Why We Are A Twelve-Week Program
Mental health services are typically covered by insurance plans only during a crisis. It is often up to the client or the provider to prove to an insurance company that they need the service now. Once the crisis is over, insurance companies usually stop paying for services. This system of reimbursement emphasizes payment for crisis management without addressing the underlying needs of a client that contribute to the crisis behavior.
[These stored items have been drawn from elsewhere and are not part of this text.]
use std::sync::Arc;
use std::time::{Duration, Instant};
use tokio::sync::Mutex;

// ============================================================================
// Circuit Breaker
// ============================================================================
//
// Guards the event publisher: after repeated transport failures the breaker
// opens and publishes fail fast until `timeout` has elapsed, then a limited
// number of trial calls decide whether to close it again.
//
// ============================================================================

#[derive(Debug, Clone, Copy, PartialEq, Eq)]
pub enum CircuitState {
    Closed,
    Open,
    HalfOpen,
}

#[derive(Clone, Debug)]
pub struct CircuitBreakerConfig {
    /// Consecutive failures before opening
    pub failure_threshold: u32,
    /// How long to stay open before allowing a trial call
    pub timeout: Duration,
    /// Successful trial calls needed to close again
    pub success_threshold: u32,
}

impl Default for CircuitBreakerConfig {
    fn default() -> Self {
        Self {
            failure_threshold: 5,
            timeout: Duration::from_secs(30),
            success_threshold: 3,
        }
    }
}

#[derive(Debug)]
struct Inner {
    state: CircuitState,
    failure_count: u32,
    success_count: u32,
    opened_at: Option<Instant>,
}

impl Inner {
    fn transition(&mut self, name: &str, to: CircuitState) {
        if self.state != to {
            tracing::warn!(breaker = name, from = ?self.state, to = ?to, "Circuit breaker state change");
        }
        self.state = to;
        self.success_count = 0;
        match to {
            CircuitState::Open => self.opened_at = Some(Instant::now()),
            CircuitState::Closed => {
                self.failure_count = 0;
                self.opened_at = None;
            }
            CircuitState::HalfOpen => {}
        }
    }
}

#[derive(Clone, Debug)]
pub struct CircuitBreaker {
    name: String,
    inner: Arc<Mutex<Inner>>,
    config: CircuitBreakerConfig,
}

#[derive(Debug)]
pub enum CircuitBreakerError<E> {
    CircuitOpen,
    OperationFailed(E),
}

impl<E: std::fmt::Display> std::fmt::Display for CircuitBreakerError<E> {
    fn fmt(&self, f: &mut std::fmt::Formatter<'_>) -> std::fmt::Result {
        match self {
            CircuitBreakerError::CircuitOpen => write!(f, "Circuit breaker is open"),
            CircuitBreakerError::OperationFailed(e) => write!(f, "Operation failed: {}", e),
        }
    }
}

impl<E: std::error::Error> std::error::Error for CircuitBreakerError<E> {}

impl CircuitBreaker {
    pub fn new(name: impl Into<String>, config: CircuitBreakerConfig) -> Self {
        Self {
            name: name.into(),
            inner: Arc::new(Mutex::new(Inner {
                state: CircuitState::Closed,
                failure_count: 0,
                success_count: 0,
                opened_at: None,
            })),
            config,
        }
    }

    /// Run `operation` unless the circuit is open.
    pub async fn call<F, T, E>(&self, operation: F) -> Result<T, CircuitBreakerError<E>>
    where
        F: std::future::Future<Output = Result<T, E>>,
    {
        {
            let mut inner = self.inner.lock().await;
            if inner.state == CircuitState::Open {
                let cooled_down = inner
                    .opened_at
                    .map(|at| at.elapsed() >= self.config.timeout)
                    .unwrap_or(true);
                if !cooled_down {
                    return Err(CircuitBreakerError::CircuitOpen);
                }
                inner.transition(&self.name, CircuitState::HalfOpen);
            }
        }

        let outcome = operation.await;

        let mut inner = self.inner.lock().await;
        match (&outcome, inner.state) {
            (Ok(_), CircuitState::HalfOpen) => {
                inner.success_count += 1;
                if inner.success_count >= self.config.success_threshold {
                    inner.transition(&self.name, CircuitState::Closed);
                }
            }
            (Ok(_), _) => inner.failure_count = 0,
            (Err(_), CircuitState::HalfOpen) => inner.transition(&self.name, CircuitState::Open),
            (Err(_), _) => {
                inner.failure_count += 1;
                if inner.failure_count >= self.config.failure_threshold {
                    inner.transition(&self.name, CircuitState::Open);
                }
            }
        }

        outcome.map_err(CircuitBreakerError::OperationFailed)
    }

    pub async fn get_state(&self) -> CircuitState {
        self.inner.lock().await.state
    }
}
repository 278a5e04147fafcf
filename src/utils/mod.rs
pub mod circuit_breaker;
pub mod retry;

pub use circuit_breaker::{CircuitBreaker, CircuitBreakerConfig, CircuitBreakerError, CircuitState};
pub use retry::{retry_on_transient, retry_with_backoff, IsTransient, RetryConfig, RetryResult};
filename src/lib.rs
// ============================================================================
// scylla_cqrs - event-sourced CQRS engine on ScyllaDB and Kafka
// ============================================================================
//
// - event_sourcing: registries, aggregate contract, event store, command bus
// - messaging:      event publisher / per-handler consumers
// - domain:         the household aggregate built on the core
// - metrics, utils: Prometheus metrics, retry and circuit breaker
//
// ============================================================================

pub mod config;
pub mod db;
pub mod domain;
pub mod event_sourcing;
pub mod messaging;
pub mod metrics;
pub mod utils;
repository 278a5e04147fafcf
use actix_web::http::StatusCode;
use actix_web::{web, App, HttpResponse, HttpServer, Responder};
use prometheus::{Encoder, TextEncoder};
use std::sync::Arc;

use super::Metrics;
use crate::utils::CircuitState;

/// Serve `/metrics` (Prometheus text format) and `/health`.
/// Run it on its own thread/runtime, next to the engine's tokio runtime.
pub async fn start_metrics_server(metrics: Arc<Metrics>, port: u16) -> std::io::Result<()> {
    tracing::info!("📊 Starting metrics server on http://0.0.0.0:{}/metrics", port);

    HttpServer::new(move || {
        App::new()
            .app_data(web::Data::new(metrics.clone()))
            .route("/metrics", web::get().to(metrics_handler))
            .route("/health", web::get().to(health_handler))
    })
    .bind(("0.0.0.0", port))?
    .run()
    .await
}

async fn metrics_handler(metrics: web::Data<Arc<Metrics>>) -> impl Responder {
    let encoder = TextEncoder::new();
    let metric_families = metrics.registry().gather();

    let mut buffer = Vec::new();
    if let Err(e) = encoder.encode(&metric_families, &mut buffer) {
        tracing::error!(error = %e, "Failed to encode metrics");
        return HttpResponse::InternalServerError().finish();
    }

    HttpResponse::Ok()
        .content_type("text/plain; version=0.0.4")
        .body(buffer)
}

/// An open publisher breaker means committed events are not reaching the
/// transport, so the service reports itself unavailable until it closes.
fn health_report(metrics: &Metrics) -> (StatusCode, serde_json::Value) {
    let (status, code, publisher) = match metrics.circuit_breaker_state() {
        CircuitState::Closed => ("healthy", StatusCode::OK, "closed"),
        CircuitState::HalfOpen => ("recovering", StatusCode::OK, "half_open"),
        CircuitState::Open => ("degraded", StatusCode::SERVICE_UNAVAILABLE, "open"),
    };

    (
        code,
        serde_json::json!({
            "status": status,
            "service": "scylla-cqrs",
            "publisher_circuit": publisher,
        }),
    )
}

async fn health_handler(metrics: web::Data<Arc<Metrics>>) -> impl Responder {
    let (code, body) = health_report(&metrics);
    HttpResponse::build(code).json(body)
}
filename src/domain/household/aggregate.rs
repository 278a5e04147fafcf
use async_trait::async_trait;
use std::any::Any;
use std::sync::Arc;

use super::commands::{AddItem, AddRoom, CreateHousehold, UpdateItem};
use super::errors::HouseholdError;
use super::events::*;
use super::value_objects::{HouseholdName, Item, ItemId, Room, RoomId, Rooms, UserId};
use super::HOUSEHOLD_AGGREGATE_TYPE;
use crate::event_sourcing::core::{
    single_event, AggregateContext, AggregateId, AggregateRoot, AggregateType, Command, EventData,
    EventSourcingError, Result,
};

// ============================================================================
// Household Aggregate - Domain Logic
// ============================================================================
//
// Owns rooms and the items inside them. Version 0 means the household has
// not been created yet; every command but CreateHousehold requires it.
//
// ============================================================================

#[derive(Debug, Clone, PartialEq)]
pub struct HouseholdAggregate {
    pub id: AggregateId,
    pub user_id: Option<UserId>,
    pub name: Option<HouseholdName>,
    pub rooms: Rooms,
}

impl HouseholdAggregate {
    pub fn new(context: &AggregateContext) -> Self {
        Self {
            id: context.aggregate_id().clone(),
            user_id: None,
            name: None,
            rooms: Rooms::default(),
        }
    }

    fn aggregate_type() -> AggregateType {
        AggregateType::from(HOUSEHOLD_AGGREGATE_TYPE)
    }

    fn require_existing(&self, context: &AggregateContext) -> std::result::Result<(), HouseholdError> {
        if !context.exists() {
            return Err(HouseholdError::NotFound(self.id.to_string()));
        }
        Ok(())
    }

    fn room(&self, room_id: &str) -> std::result::Result<&Room, HouseholdError> {
        let room_id = RoomId::parse(room_id)?;
        self.rooms
            .get(&room_id)
            .ok_or_else(|| HouseholdError::RoomNotFound(room_id.to_string()))
    }

    // ========================================================================
    // Command handlers
    // ========================================================================

    fn create(
        &self,
        context: &AggregateContext,
        command: &CreateHousehold,
    ) -> std::result::Result<HouseholdCreatedEvent, HouseholdError> {
        if context.exists() {
            return Err(HouseholdError::AlreadyExists(command.household_id.clone()));
        }

        let user_id = UserId::parse(&command.user_id)?;
        let name = HouseholdName::new(&command.name)?;

        Ok(HouseholdCreatedEvent {
            household_id: self.id.to_string(),
            user_id: user_id.to_string(),
            name: name.as_str().to_string(),
        })
    }

    fn add_room(
        &self,
        context: &AggregateContext,
        command: &AddRoom,
    ) -> std::result::Result<RoomAddedEvent, HouseholdError> {
        self.require_existing(context)?;

        let room = Room::new(&command.room_id, &command.name)?;
        // Validate against a copy; state only changes through apply_event.
        self.rooms.clone().add(room.clone())?;

        Ok(RoomAddedEvent {
            household_id: self.id.to_string(),
            room_id: room.id.to_string(),
            name: room.name.as_str().to_string(),
        })
    }

    fn add_item(
        &self,
        context: &AggregateContext,
        command: &AddItem,
    ) -> std::result::Result<ItemAddedEvent, HouseholdError> {
        self.require_existing(context)?;

        let room = self.room(&command.room_id)?;
        let item = Item::new(&command.item_id, &command.name, &command.barcode, command.quantity)?;
        if room.item(&item.id).is_some() {
            return Err(HouseholdError::ItemAlreadyExists(item.id.to_string()));
        }

        Ok(ItemAddedEvent {
            household_id: self.id.to_string(),
            room_id: room.id.to_string(),
            item_id: item.id.to_string(),
            name: item.name.as_str().to_string(),
            barcode: item.barcode.as_str().to_string(),
            quantity: item.quantity.get(),
        })
    }

    fn update_item(
        &self,
        context: &AggregateContext,
        command: &UpdateItem,
    ) -> std::result::Result<ItemUpdatedEvent, HouseholdError> {
        self.require_existing(context)?;

        let room = self.room(&command.room_id)?;
        let item_id = ItemId::parse(&command.item_id)?;
        let item = room
            .item(&item_id)
            .ok_or_else(|| HouseholdError::ItemNotFound(item_id.to_string()))?
            .update(&command.name, &command.barcode, command.quantity)?;

        Ok(ItemUpdatedEvent {
            household_id: self.id.to_string(),
            room_id: room.id.to_string(),
            item_id: item.id.to_string(),
            name: item.name.as_str().to_string(),
            barcode: item.barcode.as_str().to_string(),
            quantity: item.quantity.get(),
        })
    }

    // ========================================================================
    // Event appliers
    // ========================================================================

    fn apply_created(&mut self, event: &HouseholdCreatedEvent) -> std::result::Result<(), HouseholdError> {
        self.user_id = Some(UserId::parse(&event.user_id)?);
        self.name = Some(HouseholdName::new(&event.name)?);
        self.rooms = Rooms::default();
        Ok(())
    }

    fn apply_room_added(&mut self, event: &RoomAddedEvent) -> std::result::Result<(), HouseholdError> {
        self.rooms.add(Room::new(&event.room_id, &event.name)?)
    }

    fn room_mut(&mut self, room_id: &str) -> std::result::Result<&mut Room, HouseholdError> {
        let room_id = RoomId::parse(room_id)?;
        self.rooms
            .get_mut(&room_id)
            .ok_or_else(|| HouseholdError::RoomNotFound(room_id.to_string()))
    }

    fn apply_item_added(&mut self, event: &ItemAddedEvent) -> std::result::Result<(), HouseholdError> {
        let item = Item::new(&event.item_id, &event.name, &event.barcode, event.quantity)?;
        self.room_mut(&event.room_id)?.add_item(item)
    }

    fn apply_item_updated(&mut self, event: &ItemUpdatedEvent) -> std::result::Result<(), HouseholdError> {
        let item = Item::new(&event.item_id, &event.name, &event.barcode, event.quantity)?;
        self.room_mut(&event.room_id)?.update_item(item)
    }
}

/// History that no longer satisfies the rules it was written under.
fn inconsistent_history(error: HouseholdError) -> EventSourcingError {
    EventSourcingError::Store(anyhow::Error::new(error).context("household history is inconsistent"))
}

#[async_trait]
impl AggregateRoot for HouseholdAggregate {
    fn apply_event(&mut self, event: &dyn EventData) -> Result<()> {
        let applied = if let Some(e) = event.downcast_ref::<HouseholdCreatedEvent>() {
            self.apply_created(e)
        } else if let Some(e) = event.downcast_ref::<RoomAddedEvent>() {
            self.apply_room_added(e)
        } else if let Some(e) = event.downcast_ref::<ItemAddedEvent>() {
            self.apply_item_added(e)
        } else if let Some(e) = event.downcast_ref::<ItemUpdatedEvent>() {
            self.apply_item_updated(e)
        } else {
            return Err(EventSourcingError::UnknownEvent {
                aggregate_type: Self::aggregate_type(),
                event_type: event.event_type(),
            });
        };

        applied.map_err(inconsistent_history)
    }

    async fn handle_command(
        &self,
        context: &AggregateContext,
        command: &dyn Command,
    ) -> Result<Vec<Arc<dyn EventData>>> {
        let decided = if let Some(c) = command.downcast_ref::<CreateHousehold>() {
            self.create(context, c).map(single_event)
        } else if let Some(c) = command.downcast_ref::<AddRoom>() {
            self.add_room(context, c).map(single_event)
        } else if let Some(c) = command.downcast_ref::<AddItem>() {
            self.add_item(context, c).map(single_event)
        } else if let Some(c) = command.downcast_ref::<UpdateItem>() {
            self.update_item(context, c).map(single_event)
        } else {
            return Err(EventSourcingError::UnknownCommand {
                aggregate_type: Self::aggregate_type(),
                command: command.command_name().to_string(),
            });
        };

        decided.map_err(EventSourcingError::rejected)?
    }

    fn as_any(&self) -> &dyn Any {
        self
    }
}

// ============================================================================
// Unit Tests
// ============================================================================
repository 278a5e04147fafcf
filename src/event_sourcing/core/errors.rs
use super::aggregate::{AggregateId, AggregateType};
use super::event::EventType;
use crate::utils::IsTransient;

// ============================================================================
// Event Sourcing Errors
// ============================================================================
//
// Callers tell failures apart by variant, never by message text:
// - configuration: a type tag missing from (or registered twice in) a registry
// - programming:   an aggregate sees a command or event it has no arm for
// - domain:        the command is not applicable to the current state
// - conflict:      another writer already claimed one of the target versions
// - infrastructure: store / transport / decode failures
//
// ============================================================================

pub type Result<T, E = EventSourcingError> = std::result::Result<T, E>;

#[derive(Debug, thiserror::Error)]
pub enum EventSourcingError {
    #[error("aggregate type not found in registry: {0}")]
    AggregateTypeNotFound(AggregateType),

    #[error("event type not found in registry: {0}")]
    EventTypeNotFound(EventType),

    #[error("aggregate type registered twice: {0}")]
    DuplicateAggregateType(AggregateType),

    #[error("event type registered twice: {0}")]
    DuplicateEventType(EventType),

    #[error("aggregate {aggregate_type} does not know how to handle command {command}")]
    UnknownCommand {
        aggregate_type: AggregateType,
        command: String,
    },

    #[error("aggregate {aggregate_type} does not know how to apply event {event_type}")]
    UnknownEvent {
        aggregate_type: AggregateType,
        event_type: EventType,
    },

    #[error("command rejected: {0}")]
    Rejected(#[source] Box<dyn std::error::Error + Send + Sync>),

    #[error("version conflict on {aggregate_type}/{aggregate_id}: version {version} already exists")]
    VersionConflict {
        aggregate_type: AggregateType,
        aggregate_id: AggregateId,
        version: u64,
    },

    #[error("failed to decode event: {0}")]
    Decode(#[from] serde_json::Error),

    #[error("event store error: {0}")]
    Store(#[source] anyhow::Error),

    #[error("failed to publish events: {0}")]
    Publish(#[source] anyhow::Error),
}

impl EventSourcingError {
    /// Wrap a domain validation error raised by `handle_command`.
    pub fn rejected<E>(error: E) -> Self
    where
        E: std::error::Error + Send + Sync + 'static,
    {
        Self::Rejected(Box::new(error))
    }

    /// The domain error behind a `Rejected` failure, if it has type `E`.
    pub fn domain_error<E>(&self) -> Option<&E>
    where
        E: std::error::Error + 'static,
    {
        match self {
            Self::Rejected(inner) => inner.downcast_ref::<E>(),
            _ => None,
        }
    }

    /// Registry misconfiguration; fatal and never worth retrying.
    pub fn is_configuration_error(&self) -> bool {
        matches!(
            self,
            Self::AggregateTypeNotFound(_)
                | Self::EventTypeNotFound(_)
                | Self::DuplicateAggregateType(_)
                | Self::DuplicateEventType(_)
        )
    }

    pub fn is_conflict(&self) -> bool {
        matches!(self, Self::VersionConflict { .. })
    }

    pub fn is_rejected(&self) -> bool {
        matches!(self, Self::Rejected(_))
    }
}

impl IsTransient for EventSourcingError {
    // Only a lost optimistic-concurrency race is safe to replay from a fresh read.
    fn is_transient(&self) -> bool {
        self.is_conflict()
    }
}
DBTeens NH aims to eliminate what Dialectical Behavior Therapy considers “Stage 1 behaviors”. This process includes decreasing life-threatening behaviors and increasing behavioral skills, as well as decreasing therapy-interfering behaviors and decreasing quality of life-interfering behaviors. We also begin addressing Stage 2 behaviors, which includes decreasing posttraumatic stress and chronic avoidance. We believe that without systematically targeting all of these areas, we are unable to make lasting change, and clients may revert to self-harm and suicidal behaviors when difficult experiences arise. We believe this pattern contributes to repeated psychiatric hospitalizations and suicide attempts.
We address these targets with a DBT-adherent program. This means that we provide all of the required modalities of DBT, which include:
- Individual therapy
- Skills coaching
- Group skills training
- Consultation team to staff members
These modalities address Stage 1 and Stage 2 targets. We also provide group skills training and coaching to parents or adult partners. These services are offered to help adults develop better ways of supporting their teens, as well as to improve adult-youth communication. DBTeens NH also offers daily structured opportunities for practice (morning and evening meetings) as well as daily reminders for practice with methods to ensure compliance. These additional services are intended to both assist with skill generalization and work on Stage 2 targets of avoidance and posttraumatic stress behaviors. Our morning and evening meetings ensure accountability, improve motivation to push through the avoidance, and address negative patterns of behavior.
This is a long description of why we need a program with a beginning, middle and end. Because of this, we cannot accept reimbursement solely for urgent needs; we require commitment to fund our twelve-week program.